> _Your objective_
For each line below that holds the word "pending", make a copy.

= = = = =

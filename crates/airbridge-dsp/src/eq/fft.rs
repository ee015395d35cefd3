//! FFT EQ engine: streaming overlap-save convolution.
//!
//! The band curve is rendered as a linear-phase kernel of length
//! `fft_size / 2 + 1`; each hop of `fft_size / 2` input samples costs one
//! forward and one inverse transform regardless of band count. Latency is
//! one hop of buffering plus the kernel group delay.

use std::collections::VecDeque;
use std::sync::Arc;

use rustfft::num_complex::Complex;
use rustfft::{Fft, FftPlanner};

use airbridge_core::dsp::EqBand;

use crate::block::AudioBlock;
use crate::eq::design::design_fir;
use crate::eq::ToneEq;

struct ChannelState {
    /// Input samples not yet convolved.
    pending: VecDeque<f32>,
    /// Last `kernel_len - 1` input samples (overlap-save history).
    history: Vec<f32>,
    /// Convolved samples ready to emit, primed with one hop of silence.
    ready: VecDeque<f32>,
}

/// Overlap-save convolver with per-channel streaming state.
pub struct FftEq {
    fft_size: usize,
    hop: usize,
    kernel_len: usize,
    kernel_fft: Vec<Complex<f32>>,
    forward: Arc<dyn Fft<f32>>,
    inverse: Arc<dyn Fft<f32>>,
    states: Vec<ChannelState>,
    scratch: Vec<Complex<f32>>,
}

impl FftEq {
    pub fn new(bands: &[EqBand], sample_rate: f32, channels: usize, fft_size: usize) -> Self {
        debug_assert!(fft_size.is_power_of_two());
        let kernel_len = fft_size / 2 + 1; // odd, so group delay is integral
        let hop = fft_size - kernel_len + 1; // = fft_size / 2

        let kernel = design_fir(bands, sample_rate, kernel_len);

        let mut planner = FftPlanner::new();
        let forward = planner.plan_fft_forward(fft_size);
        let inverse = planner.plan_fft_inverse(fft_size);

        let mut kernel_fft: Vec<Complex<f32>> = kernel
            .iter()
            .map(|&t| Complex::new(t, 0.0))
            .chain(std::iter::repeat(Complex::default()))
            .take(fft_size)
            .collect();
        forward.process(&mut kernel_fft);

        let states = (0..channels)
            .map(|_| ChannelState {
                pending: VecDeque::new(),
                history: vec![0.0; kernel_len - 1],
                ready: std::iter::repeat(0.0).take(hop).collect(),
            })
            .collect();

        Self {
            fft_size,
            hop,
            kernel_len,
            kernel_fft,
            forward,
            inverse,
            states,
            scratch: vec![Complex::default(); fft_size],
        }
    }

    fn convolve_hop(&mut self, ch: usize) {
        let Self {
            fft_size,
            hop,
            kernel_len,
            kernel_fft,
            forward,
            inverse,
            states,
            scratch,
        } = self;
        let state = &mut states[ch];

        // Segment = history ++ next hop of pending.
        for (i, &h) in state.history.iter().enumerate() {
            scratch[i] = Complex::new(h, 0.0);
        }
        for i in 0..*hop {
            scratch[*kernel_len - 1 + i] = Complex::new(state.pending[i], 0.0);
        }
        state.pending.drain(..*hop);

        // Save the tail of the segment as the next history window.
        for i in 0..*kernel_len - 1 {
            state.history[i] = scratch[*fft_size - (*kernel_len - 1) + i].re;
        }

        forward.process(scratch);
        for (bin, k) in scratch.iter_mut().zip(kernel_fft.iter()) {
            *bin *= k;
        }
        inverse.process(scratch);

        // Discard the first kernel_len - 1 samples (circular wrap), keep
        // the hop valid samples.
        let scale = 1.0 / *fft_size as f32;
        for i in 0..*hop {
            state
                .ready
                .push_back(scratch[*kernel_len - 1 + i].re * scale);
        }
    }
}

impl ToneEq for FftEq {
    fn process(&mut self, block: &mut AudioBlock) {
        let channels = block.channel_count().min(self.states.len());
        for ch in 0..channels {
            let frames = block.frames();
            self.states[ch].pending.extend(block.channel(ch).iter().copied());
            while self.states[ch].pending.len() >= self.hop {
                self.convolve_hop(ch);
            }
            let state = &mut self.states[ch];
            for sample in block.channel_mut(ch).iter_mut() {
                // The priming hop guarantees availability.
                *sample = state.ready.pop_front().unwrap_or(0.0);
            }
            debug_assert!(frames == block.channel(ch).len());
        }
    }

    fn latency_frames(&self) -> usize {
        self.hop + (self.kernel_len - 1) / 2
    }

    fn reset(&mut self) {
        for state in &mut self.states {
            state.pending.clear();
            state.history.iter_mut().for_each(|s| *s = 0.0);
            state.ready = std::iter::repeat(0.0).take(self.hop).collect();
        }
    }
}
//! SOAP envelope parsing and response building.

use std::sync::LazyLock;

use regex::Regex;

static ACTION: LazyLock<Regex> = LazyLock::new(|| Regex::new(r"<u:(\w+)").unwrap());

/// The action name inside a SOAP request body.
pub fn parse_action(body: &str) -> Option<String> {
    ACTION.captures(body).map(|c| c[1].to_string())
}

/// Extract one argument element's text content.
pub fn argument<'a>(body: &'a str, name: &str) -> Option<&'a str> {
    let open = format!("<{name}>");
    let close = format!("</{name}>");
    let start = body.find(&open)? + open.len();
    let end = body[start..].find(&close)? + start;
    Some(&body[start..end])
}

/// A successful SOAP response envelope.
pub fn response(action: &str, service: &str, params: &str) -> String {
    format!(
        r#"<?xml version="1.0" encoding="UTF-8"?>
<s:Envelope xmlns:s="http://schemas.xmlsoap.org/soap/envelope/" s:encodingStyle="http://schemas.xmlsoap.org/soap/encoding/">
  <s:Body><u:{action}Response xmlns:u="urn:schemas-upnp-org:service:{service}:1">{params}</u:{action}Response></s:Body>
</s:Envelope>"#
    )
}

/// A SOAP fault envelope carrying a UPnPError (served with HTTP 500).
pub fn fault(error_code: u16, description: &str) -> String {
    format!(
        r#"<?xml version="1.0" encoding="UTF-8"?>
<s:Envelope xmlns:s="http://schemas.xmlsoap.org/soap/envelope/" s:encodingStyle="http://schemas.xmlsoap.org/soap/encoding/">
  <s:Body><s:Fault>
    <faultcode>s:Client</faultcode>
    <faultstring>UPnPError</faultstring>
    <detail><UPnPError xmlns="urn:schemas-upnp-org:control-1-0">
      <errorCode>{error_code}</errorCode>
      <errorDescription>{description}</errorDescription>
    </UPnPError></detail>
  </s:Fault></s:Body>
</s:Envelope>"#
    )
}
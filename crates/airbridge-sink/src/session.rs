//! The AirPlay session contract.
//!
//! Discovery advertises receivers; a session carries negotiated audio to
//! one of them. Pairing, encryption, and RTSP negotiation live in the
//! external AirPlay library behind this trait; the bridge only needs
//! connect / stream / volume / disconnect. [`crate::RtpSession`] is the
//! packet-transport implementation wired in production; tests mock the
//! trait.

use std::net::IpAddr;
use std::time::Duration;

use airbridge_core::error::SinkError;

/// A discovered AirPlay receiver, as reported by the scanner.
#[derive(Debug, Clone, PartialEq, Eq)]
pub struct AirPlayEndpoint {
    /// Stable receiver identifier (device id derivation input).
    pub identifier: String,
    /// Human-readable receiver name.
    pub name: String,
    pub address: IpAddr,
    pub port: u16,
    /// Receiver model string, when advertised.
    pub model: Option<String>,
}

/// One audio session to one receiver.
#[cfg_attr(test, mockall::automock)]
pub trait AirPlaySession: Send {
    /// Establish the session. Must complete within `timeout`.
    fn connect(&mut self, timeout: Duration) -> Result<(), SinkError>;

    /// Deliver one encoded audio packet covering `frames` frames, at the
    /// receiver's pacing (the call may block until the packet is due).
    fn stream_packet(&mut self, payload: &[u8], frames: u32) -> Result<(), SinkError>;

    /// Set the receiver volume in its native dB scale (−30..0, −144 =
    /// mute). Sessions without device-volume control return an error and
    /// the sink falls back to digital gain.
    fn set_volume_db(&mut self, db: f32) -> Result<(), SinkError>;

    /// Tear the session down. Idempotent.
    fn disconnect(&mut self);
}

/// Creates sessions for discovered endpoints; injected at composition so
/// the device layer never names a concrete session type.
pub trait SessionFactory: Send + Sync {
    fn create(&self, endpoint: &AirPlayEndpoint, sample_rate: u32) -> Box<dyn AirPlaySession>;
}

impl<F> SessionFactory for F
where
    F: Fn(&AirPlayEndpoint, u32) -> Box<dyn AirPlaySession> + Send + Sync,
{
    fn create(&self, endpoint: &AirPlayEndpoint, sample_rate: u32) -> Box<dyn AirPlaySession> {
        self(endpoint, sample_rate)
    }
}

= = = = =

> _Reply_
    pending: VecDeque<f32>,
                pending: VecDeque::new(),
        // Segment = history ++ next hop of pending.
            scratch[*kernel_len - 1 + i] = Complex::new(state.pending[i], 0.0);
        state.pending.drain(..*hop);
            self.states[ch].pending.extend(block.channel(ch).iter().copied());
            while self.states[ch].pending.len() >= self.hop {
            state.pending.clear();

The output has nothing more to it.